Alt Paleolitik dönem başlangıç tarihi 2.6 milyon yıldır. İlk insanların Doğu Afrika
coğrafyasında yaşadığı bilinmektedir. Senozoik çağ/devir soğuma evresidir 2.6 milyon yıl
önce bu soğuma doruk noktasına ulaştırmıştır. Doğu Afrika’nın kuraklaşmasına sebebiyet
veren farklı küresel boyuttaki farklı tektonik olaylar gerçekleşmiştir. Yaklaşık olarak 3-4
milyon yıl önce Avustralya ve Yeni Gine kuzeye doğru sürüklenmiş ve Endonezya suyolu
olarak da bilenen okyanus kanalının küçük bir kısmını kapamıştır. Hint Okyanusu’nun
soğuması sebebiyle buharlaşmanın azalması, Doğu Afrika bölgesinin daha az yağış almasına
sebep olmuştur. Evrimsel süreci tetikleyen bir başka jeolojik/tektonik olay başlangıcıysa
yaklaşık olarak 30 milyon yıl önce Büyük Rift Vadisi’nin oluşmuş olmasıdır. Günümüzde ki
ismi Doğu Afrika Rift Vadisi olarak bilinir. Etiyopya’dan Mozambik’e kadar kilometrelerce
uzanır. Bu zaman dilimini kapsayan süreç yaklaşık 3,7-5,5 milyon yıl önce, deniz seviyesinin
yarım mil üzerinde olduğu bir dönemde, iki taraftan dağlık sırtlarla çevrili geniş ve derin bir
vadi oluşturmuştur. Vadinin oluşmasına sebebiyet veren bu dağlık sırtların en büyük
etkilerinden biri Doğu Afrika’ya düşen yıllık yağış oranını yüksek oranda azaltmış olmasıdır.
Bu durumların sonucunda Doğu Afrika’da kuraklık başlangıcı olmuştur.
Alt Paleolitik Dönem’e ait en eski keşiflerin 17. yy ‘ın sonlarına doğru gerçekleştiği
bilinmektedir. Tarihsel açıdan en erken buluntular Afrika kıtasından ele geçse de, buluntu ve
araştırma tarihçesi bakımından en erken keşiflerin Avrupa kıtasında (özellikle Britanya)
yapıldığı görülmüştür. Ele geçen aletlerin ve yaşam alanlarının insan tarafından yapıldığını
düşündüğümüz aşama 17. yy ‘ın ikinci yarısından sonra başlamıştır.
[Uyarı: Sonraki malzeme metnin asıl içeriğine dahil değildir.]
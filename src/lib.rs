pub mod mojang;
pub mod ranked;
pub mod report;
pub mod settings;
pub mod splits;
pub mod stats;
pub mod time;
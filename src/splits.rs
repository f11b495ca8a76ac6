use std::collections::HashMap;

use tracing::{debug, warn};

use crate::ranked::matches::MatchDetail;
use crate::ranked::{same_uuid, LeaderboardApi, RankedApiError, RankedResult};
use crate::settings::RunnerConfig;
use crate::time::format_or_dash;

/// Timeline events a split is reported for
#[derive(Debug, Clone, Copy, PartialEq, Eq, Hash)]
pub enum Milestone {
    EnterNether,
    EnterBastion,
    EnterFortress,
    BlindTravel,
    EnterStronghold,
    EnterEnd,
    KillDragon,
}

impl Milestone {
    /// Event type as it appears in a match timeline
    pub fn timeline_type(&self) -> &'static str {
        match self {
            Milestone::EnterNether => "story.enter_the_nether",
            Milestone::EnterBastion => "nether.find_bastion",
            Milestone::EnterFortress => "nether.find_fortress",
            Milestone::BlindTravel => "projectelo.timeline.blind_travel",
            Milestone::EnterStronghold => "story.follow_ender_eye",
            Milestone::EnterEnd => "story.enter_the_end",
            Milestone::KillDragon => "projectelo.timeline.dragon_death",
        }
    }

    pub fn label(&self) -> &'static str {
        match self {
            Milestone::EnterNether => "Enter Nether",
            Milestone::EnterBastion => "Enter Bastion",
            Milestone::EnterFortress => "Enter Fortress",
            Milestone::BlindTravel => "Blind Travel",
            Milestone::EnterStronghold => "Enter Stronghold",
            Milestone::EnterEnd => "Enter End",
            Milestone::KillDragon => "Kill Dragon",
        }
    }

    pub fn iter() -> std::slice::Iter<'static, Milestone> {
        use Milestone::*;
        static MILESTONES: [Milestone; 7] = [
            EnterNether,
            EnterBastion,
            EnterFortress,
            BlindTravel,
            EnterStronghold,
            EnterEnd,
            KillDragon,
        ];
        MILESTONES.iter()
    }
}

/// Formatted splits of one player in one match, `-` where unknown
#[derive(Debug, Clone, PartialEq)]
pub struct MatchSplits {
    pub match_id: Option<u64>,
    pub enter_nether: String,
    pub enter_bastion: String,
    pub enter_fortress: String,
    pub blind_travel: String,
    pub enter_stronghold: String,
    pub enter_end: String,
    pub kill_dragon: String,
    pub final_time: String,
}

impl MatchSplits {
    pub fn from_match(detail: &MatchDetail, uuid: &str) -> MatchSplits {
        if detail.timelines.is_none() {
            warn!("Match {:?} has no timeline", detail.id);
        }

        let split = |milestone: Milestone| {
            let time = detail.first_event(milestone.timeline_type(), uuid);
            debug!("{:?} for {}: {:?}", milestone, uuid, time);
            format_or_dash(time)
        };

        let final_time = detail
            .completion()
            .filter(|completion| {
                completion
                    .uuid
                    .as_deref()
                    .map_or(false, |finisher| same_uuid(finisher, uuid))
            })
            .and_then(|completion| completion.time);

        MatchSplits {
            match_id: detail.id,
            enter_nether: split(Milestone::EnterNether),
            enter_bastion: split(Milestone::EnterBastion),
            enter_fortress: split(Milestone::EnterFortress),
            blind_travel: split(Milestone::BlindTravel),
            enter_stronghold: split(Milestone::EnterStronghold),
            enter_end: split(Milestone::EnterEnd),
            kill_dragon: split(Milestone::KillDragon),
            final_time: format_or_dash(final_time),
        }
    }

    pub fn get(&self, milestone: Milestone) -> &str {
        match milestone {
            Milestone::EnterNether => &self.enter_nether,
            Milestone::EnterBastion => &self.enter_bastion,
            Milestone::EnterFortress => &self.enter_fortress,
            Milestone::BlindTravel => &self.blind_travel,
            Milestone::EnterStronghold => &self.enter_stronghold,
            Milestone::EnterEnd => &self.enter_end,
            Milestone::KillDragon => &self.kill_dragon,
        }
    }
}

/// Splits of `player` in their most recent ranked match
pub async fn extract_splits<A>(
    api: &A,
    config: &RunnerConfig,
    player: &str,
) -> RankedResult<MatchSplits>
where
    A: LeaderboardApi + ?Sized,
{
    // both runners get resolved on every call, it's two requests
    let mut identities = HashMap::new();
    for runner in config.runners().iter() {
        let uuid = api.resolve_uuid(runner).await?;
        identities.insert(runner.to_string(), uuid);
    }

    let uuid = identities
        .get(player)
        .ok_or_else(|| RankedApiError::NotFound(player.to_owned()))?;

    let match_id = api.recent_ranked_match(player).await?;
    let detail = api.match_detail(match_id).await?;

    Ok(MatchSplits::from_match(&detail, uuid))
}

/// Splits of both runners, fetched side by side
pub async fn fetch_match_info<A>(
    api: &A,
    config: &RunnerConfig,
) -> RankedResult<(MatchSplits, MatchSplits)>
where
    A: LeaderboardApi + ?Sized,
{
    tokio::try_join!(
        extract_splits(api, config, &config.runner1),
        extract_splits(api, config, &config.runner2)
    )
}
Orta Paleolitik Dönem, günümüzden önce yaklaşık olarak 200 bin ile 35 bin yılları
arasındaki süreci kapsamaktadır. Bu dönemde Riss buzulu, Riss-Würm buzul arası ve Würm
buzullaşması sıralarında yaşanmıştır. Bu dönemin Mousterien kültürle temsil edildiği
bilinmektedir. Kültür ismini Fransa-Dordogne Bölgesi’ndeki Le Moustier sığınağından
almıştır. Mousterien terimini ilk kez kullanan kişi ise Gabriel de Mortillet’dir. Bu kültürün alt
evreleri de bulunmaktadır. 5 büyük Mousterien evrenin var olduğunu söylemek mümkündür.
Bu kültürü tanımlayan bu evreler: Acheuleen gelenekli Mousterien, Tipik Mousterien,
Dişlemeli Mousterien, Quian Tip Mousterien, Ferrassie Tip Mousterien’dir.
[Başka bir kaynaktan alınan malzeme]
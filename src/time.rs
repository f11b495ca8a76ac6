/// Shown in place of a time that isn't known
pub const PLACEHOLDER: &str = "-";

/// Formats milliseconds as `mm:ss.mmm`, minutes keep counting past an hour
pub fn format_time(ms: u64) -> String {
    let minutes = ms / 60_000;
    let seconds = (ms % 60_000) / 1000;
    let milliseconds = ms % 1000;

    format!("{:02}:{:02}.{:03}", minutes, seconds, milliseconds)
}

pub fn format_or_dash(ms: Option<u64>) -> String {
    match ms {
        Some(ms) => format_time(ms),
        None => PLACEHOLDER.to_string(),
    }
}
Mousterien kültürde dikkat çeken teknolojik bir gelişim vardır. Sistemli bir yongalama
tekniği ile yapılmış ince yongalar üzerine ince işçilikle yapılmış kenar kazıyıcı ve uç gibi
hafif ama etkili aletler almıştır. Neandertaller besinlerini büyük oranda soğuk iklim
hayvanları olan mamut, kıllı gergedan, geyik, at gibi büyük memeli hayvanları avlayarak
sağladığı görülmektedir. Tekniksel olarak daha basit yollarla avlanılan bu hayvanların
kalıntılarına bakılarak, bu dönem insanlarının av konusunda uzmanlaştığını ve belirli av
teknikleri geliştirdikleri bilinmektedir.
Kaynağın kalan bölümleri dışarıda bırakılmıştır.